#### PROMPT
The only thing to send back is the number of lines below that hold the string "RigidBody".

#### RECORDED INFORMATION
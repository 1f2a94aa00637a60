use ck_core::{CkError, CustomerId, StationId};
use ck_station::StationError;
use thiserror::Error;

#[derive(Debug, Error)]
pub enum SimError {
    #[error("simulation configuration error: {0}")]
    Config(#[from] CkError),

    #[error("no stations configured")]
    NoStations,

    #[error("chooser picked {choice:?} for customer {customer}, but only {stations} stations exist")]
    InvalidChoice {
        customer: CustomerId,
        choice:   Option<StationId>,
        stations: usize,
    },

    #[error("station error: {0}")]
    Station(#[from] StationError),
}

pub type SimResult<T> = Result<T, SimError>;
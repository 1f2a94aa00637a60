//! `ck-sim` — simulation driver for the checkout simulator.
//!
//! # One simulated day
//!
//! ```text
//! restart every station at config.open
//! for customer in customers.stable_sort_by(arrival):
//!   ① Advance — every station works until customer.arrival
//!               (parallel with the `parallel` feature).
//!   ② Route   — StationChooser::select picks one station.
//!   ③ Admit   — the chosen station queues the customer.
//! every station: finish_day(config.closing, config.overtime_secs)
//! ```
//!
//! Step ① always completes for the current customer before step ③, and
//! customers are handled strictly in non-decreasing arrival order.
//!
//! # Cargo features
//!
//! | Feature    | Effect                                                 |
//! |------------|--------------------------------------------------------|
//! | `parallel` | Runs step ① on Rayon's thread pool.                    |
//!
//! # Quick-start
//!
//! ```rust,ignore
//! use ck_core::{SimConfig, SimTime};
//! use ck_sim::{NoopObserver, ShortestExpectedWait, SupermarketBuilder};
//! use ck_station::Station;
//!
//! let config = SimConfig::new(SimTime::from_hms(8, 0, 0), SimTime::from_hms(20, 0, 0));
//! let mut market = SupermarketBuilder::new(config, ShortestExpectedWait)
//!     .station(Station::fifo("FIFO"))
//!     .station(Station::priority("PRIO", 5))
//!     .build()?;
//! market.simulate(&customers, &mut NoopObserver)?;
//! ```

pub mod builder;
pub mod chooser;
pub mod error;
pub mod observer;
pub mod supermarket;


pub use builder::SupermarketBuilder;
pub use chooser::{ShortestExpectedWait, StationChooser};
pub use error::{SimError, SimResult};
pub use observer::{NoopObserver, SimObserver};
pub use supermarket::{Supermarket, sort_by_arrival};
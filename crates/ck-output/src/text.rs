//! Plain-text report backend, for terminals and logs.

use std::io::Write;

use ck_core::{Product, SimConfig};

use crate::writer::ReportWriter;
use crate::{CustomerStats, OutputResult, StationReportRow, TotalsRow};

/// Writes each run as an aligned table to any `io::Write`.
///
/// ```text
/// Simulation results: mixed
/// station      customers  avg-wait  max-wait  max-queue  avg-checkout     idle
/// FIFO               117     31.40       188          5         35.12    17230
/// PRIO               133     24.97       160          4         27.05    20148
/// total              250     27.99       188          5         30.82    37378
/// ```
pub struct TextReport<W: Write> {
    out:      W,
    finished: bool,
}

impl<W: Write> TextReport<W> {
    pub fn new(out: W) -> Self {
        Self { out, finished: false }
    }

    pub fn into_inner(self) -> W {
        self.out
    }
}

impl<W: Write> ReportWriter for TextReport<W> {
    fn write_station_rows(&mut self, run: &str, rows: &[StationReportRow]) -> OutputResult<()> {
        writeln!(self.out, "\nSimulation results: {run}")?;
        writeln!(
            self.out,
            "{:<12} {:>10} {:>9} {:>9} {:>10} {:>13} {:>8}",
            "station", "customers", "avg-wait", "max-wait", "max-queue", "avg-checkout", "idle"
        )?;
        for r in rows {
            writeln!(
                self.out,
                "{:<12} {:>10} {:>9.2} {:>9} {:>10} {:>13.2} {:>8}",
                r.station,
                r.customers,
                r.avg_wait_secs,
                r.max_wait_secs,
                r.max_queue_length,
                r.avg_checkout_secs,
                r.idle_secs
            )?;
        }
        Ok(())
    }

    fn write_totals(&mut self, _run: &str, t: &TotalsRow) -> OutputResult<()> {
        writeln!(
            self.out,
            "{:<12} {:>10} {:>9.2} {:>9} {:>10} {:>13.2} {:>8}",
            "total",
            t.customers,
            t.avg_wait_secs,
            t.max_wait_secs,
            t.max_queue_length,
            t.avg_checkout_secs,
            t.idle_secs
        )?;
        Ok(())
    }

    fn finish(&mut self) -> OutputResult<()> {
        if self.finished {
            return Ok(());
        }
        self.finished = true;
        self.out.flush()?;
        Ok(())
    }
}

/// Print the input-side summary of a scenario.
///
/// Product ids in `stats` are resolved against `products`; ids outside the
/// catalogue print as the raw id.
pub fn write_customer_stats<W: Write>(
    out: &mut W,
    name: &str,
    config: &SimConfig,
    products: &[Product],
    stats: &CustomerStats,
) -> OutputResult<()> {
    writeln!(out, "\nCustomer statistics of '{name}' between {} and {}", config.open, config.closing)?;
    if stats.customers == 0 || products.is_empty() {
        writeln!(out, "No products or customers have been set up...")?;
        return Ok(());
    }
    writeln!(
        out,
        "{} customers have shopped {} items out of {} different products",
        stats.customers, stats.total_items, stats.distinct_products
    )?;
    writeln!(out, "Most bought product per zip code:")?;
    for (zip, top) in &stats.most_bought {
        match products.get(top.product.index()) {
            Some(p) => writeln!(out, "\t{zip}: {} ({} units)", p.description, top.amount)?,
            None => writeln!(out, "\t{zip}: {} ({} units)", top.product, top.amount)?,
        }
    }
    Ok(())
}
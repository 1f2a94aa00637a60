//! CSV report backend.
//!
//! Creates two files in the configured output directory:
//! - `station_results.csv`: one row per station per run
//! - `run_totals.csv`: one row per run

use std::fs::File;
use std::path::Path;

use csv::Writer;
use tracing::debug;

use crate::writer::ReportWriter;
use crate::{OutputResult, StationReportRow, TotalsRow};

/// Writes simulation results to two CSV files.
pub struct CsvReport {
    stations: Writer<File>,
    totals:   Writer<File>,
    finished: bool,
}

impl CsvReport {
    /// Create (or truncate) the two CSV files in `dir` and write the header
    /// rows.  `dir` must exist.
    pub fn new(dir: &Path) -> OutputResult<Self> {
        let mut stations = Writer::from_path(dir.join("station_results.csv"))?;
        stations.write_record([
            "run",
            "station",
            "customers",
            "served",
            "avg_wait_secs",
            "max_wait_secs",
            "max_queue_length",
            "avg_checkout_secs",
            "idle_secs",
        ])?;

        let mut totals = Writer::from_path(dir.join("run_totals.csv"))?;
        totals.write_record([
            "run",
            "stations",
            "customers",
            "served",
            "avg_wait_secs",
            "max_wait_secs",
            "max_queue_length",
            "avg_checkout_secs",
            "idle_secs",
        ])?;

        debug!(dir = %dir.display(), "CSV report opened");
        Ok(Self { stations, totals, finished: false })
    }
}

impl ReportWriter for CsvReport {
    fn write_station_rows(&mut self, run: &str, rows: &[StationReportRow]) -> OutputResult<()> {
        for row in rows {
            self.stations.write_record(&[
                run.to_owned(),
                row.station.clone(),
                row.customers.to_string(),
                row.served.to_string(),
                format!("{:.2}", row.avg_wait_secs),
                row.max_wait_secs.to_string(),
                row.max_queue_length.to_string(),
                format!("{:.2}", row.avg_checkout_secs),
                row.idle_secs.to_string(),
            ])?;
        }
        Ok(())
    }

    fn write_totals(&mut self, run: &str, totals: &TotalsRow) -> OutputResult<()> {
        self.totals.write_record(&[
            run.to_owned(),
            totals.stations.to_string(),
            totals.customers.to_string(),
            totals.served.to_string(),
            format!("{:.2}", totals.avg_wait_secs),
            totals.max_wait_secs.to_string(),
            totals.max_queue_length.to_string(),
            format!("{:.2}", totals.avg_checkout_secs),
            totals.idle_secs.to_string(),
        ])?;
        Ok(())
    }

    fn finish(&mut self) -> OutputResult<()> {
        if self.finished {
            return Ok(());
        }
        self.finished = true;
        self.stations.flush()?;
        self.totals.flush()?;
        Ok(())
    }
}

==

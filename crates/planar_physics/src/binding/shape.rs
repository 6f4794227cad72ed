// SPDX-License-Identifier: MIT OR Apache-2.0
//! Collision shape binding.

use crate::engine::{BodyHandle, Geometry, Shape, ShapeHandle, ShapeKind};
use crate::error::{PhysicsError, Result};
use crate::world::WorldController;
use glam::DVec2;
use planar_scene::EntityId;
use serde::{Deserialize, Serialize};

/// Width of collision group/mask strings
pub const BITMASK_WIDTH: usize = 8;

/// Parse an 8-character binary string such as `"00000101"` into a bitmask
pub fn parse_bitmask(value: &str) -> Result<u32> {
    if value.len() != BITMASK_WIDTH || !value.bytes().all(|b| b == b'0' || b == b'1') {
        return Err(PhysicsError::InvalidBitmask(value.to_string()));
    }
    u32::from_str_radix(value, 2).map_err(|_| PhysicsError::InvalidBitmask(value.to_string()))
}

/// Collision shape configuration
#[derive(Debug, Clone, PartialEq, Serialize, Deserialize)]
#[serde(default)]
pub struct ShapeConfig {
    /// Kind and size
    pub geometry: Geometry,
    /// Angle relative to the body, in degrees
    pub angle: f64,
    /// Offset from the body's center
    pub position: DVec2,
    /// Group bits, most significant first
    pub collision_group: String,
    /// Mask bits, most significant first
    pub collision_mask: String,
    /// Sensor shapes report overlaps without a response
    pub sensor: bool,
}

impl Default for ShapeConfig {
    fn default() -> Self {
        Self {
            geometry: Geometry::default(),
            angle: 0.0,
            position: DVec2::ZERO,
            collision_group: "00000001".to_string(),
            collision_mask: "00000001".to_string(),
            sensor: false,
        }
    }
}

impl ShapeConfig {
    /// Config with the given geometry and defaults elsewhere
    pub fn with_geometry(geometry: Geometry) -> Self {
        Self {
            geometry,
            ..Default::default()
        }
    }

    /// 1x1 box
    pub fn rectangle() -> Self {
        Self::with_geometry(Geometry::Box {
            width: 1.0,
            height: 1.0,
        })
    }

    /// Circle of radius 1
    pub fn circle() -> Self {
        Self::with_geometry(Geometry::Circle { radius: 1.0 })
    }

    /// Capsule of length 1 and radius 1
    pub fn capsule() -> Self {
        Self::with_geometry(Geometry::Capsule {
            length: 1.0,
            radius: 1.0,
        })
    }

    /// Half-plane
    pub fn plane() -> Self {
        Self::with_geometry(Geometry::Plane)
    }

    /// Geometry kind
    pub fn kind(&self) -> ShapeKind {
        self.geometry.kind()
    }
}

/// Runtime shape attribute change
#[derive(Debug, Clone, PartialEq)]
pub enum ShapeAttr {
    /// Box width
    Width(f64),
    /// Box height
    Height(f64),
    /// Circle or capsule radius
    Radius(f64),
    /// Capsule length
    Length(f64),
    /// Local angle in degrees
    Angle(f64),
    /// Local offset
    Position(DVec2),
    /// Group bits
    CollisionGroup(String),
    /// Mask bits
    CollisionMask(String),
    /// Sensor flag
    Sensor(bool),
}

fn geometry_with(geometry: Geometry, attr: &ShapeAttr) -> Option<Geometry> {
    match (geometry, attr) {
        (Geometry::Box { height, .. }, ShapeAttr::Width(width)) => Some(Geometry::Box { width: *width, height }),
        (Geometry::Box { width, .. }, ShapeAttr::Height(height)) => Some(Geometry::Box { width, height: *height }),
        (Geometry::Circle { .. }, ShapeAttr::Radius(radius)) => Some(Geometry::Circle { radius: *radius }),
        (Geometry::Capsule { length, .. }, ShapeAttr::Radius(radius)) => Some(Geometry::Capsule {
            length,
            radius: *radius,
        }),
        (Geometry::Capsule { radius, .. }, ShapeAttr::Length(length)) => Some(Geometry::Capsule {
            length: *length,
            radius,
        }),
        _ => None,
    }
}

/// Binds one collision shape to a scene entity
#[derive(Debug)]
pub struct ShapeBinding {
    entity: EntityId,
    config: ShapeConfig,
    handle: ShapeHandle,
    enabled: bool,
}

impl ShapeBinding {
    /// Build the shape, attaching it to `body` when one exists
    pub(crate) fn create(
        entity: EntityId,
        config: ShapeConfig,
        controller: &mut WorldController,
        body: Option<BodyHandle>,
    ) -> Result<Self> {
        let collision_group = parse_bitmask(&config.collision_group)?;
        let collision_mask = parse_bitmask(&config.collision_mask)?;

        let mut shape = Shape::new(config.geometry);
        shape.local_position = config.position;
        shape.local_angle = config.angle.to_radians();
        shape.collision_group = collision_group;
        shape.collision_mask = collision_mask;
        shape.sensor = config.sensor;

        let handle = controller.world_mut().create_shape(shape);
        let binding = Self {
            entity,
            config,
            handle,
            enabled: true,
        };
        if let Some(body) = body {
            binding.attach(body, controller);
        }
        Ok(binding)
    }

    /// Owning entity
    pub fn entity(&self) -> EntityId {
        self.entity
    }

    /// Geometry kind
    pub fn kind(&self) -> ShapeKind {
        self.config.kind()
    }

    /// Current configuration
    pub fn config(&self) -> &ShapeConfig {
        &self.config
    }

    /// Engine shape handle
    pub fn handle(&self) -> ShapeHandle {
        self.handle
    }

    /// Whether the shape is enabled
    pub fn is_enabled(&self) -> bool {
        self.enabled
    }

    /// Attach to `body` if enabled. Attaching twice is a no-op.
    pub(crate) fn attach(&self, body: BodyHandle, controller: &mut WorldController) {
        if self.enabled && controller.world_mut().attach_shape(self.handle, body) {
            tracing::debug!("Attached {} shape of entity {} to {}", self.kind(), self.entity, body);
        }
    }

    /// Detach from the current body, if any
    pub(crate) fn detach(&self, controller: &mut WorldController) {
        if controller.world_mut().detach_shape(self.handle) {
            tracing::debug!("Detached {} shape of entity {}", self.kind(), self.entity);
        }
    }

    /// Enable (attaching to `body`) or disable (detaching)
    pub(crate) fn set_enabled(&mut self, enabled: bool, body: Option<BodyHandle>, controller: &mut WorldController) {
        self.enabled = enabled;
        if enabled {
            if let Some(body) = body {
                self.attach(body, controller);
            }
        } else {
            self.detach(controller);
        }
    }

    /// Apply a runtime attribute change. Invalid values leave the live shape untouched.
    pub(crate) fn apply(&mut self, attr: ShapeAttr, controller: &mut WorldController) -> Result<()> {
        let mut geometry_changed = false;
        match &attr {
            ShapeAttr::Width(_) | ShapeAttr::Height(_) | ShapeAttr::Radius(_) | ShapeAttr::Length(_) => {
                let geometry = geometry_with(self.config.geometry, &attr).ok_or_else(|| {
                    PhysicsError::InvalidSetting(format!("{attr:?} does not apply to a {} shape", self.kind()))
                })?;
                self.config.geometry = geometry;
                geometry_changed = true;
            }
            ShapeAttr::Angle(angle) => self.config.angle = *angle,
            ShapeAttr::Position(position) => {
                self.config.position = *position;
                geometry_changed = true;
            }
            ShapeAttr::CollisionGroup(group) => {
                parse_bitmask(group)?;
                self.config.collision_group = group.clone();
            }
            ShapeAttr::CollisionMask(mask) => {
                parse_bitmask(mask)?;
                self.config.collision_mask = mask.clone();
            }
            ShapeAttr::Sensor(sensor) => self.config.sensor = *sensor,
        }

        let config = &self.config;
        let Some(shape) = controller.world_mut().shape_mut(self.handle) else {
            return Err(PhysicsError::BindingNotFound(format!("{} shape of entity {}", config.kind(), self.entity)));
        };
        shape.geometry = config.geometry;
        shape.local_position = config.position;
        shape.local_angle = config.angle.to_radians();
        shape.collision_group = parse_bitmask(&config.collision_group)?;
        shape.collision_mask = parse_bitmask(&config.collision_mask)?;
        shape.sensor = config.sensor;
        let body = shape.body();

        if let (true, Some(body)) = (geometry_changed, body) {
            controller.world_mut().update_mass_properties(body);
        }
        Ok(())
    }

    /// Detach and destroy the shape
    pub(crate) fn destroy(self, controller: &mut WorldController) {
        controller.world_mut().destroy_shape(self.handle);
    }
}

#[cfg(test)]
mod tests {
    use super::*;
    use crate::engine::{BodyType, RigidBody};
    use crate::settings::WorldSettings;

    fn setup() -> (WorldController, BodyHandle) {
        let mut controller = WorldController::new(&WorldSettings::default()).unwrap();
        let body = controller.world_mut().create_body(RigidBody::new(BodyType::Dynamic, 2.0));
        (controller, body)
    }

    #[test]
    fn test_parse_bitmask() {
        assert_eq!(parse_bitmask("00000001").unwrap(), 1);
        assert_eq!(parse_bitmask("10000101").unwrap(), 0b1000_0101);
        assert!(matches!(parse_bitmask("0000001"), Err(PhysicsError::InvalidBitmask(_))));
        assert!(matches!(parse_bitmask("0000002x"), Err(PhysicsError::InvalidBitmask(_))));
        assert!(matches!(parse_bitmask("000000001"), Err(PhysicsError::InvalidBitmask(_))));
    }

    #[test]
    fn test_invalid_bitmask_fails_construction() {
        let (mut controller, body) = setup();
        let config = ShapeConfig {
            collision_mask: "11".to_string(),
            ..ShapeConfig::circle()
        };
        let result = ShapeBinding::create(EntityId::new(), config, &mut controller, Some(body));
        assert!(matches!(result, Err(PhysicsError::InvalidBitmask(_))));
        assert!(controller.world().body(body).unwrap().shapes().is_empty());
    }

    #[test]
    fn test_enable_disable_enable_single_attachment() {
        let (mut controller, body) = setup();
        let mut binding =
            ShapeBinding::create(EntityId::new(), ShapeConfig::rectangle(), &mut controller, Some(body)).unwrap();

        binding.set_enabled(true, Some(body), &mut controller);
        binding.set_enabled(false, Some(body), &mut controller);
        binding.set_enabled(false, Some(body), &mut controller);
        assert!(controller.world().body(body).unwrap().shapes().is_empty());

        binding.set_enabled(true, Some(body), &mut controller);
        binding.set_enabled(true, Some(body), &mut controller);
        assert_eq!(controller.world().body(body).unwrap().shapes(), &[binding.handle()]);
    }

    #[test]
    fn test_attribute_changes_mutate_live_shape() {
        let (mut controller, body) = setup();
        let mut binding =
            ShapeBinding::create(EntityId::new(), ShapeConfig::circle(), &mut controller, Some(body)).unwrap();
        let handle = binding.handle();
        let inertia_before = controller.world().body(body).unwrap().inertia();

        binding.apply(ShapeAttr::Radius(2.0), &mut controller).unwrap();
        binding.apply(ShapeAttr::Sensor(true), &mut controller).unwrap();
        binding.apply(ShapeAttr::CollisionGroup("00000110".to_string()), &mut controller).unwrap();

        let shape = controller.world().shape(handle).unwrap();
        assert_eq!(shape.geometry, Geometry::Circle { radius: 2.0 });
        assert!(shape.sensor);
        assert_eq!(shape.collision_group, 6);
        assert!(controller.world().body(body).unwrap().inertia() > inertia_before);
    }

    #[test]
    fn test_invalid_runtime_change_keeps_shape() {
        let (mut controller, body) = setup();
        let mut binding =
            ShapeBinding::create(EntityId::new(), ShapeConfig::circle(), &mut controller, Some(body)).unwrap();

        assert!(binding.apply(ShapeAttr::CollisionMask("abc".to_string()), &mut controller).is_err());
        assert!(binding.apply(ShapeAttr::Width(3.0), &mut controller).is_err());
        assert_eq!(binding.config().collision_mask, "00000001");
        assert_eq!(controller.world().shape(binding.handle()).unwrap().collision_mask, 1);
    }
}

* * *

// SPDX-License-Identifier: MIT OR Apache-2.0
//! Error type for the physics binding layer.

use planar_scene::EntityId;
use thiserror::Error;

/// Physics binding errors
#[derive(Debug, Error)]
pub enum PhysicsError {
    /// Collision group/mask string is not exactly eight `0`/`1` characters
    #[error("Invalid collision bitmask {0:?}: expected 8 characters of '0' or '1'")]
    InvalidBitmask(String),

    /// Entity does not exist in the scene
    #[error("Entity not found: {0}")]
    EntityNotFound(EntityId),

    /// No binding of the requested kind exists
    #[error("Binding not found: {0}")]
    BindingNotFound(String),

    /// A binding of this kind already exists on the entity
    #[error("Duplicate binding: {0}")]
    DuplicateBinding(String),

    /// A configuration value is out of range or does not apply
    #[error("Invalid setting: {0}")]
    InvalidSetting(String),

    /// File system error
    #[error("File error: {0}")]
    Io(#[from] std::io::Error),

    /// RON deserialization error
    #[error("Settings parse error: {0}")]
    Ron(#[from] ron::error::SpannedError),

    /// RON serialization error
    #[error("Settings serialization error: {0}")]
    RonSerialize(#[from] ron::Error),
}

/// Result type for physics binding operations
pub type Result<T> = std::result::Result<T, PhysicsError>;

#### SOLUTION BELOW
2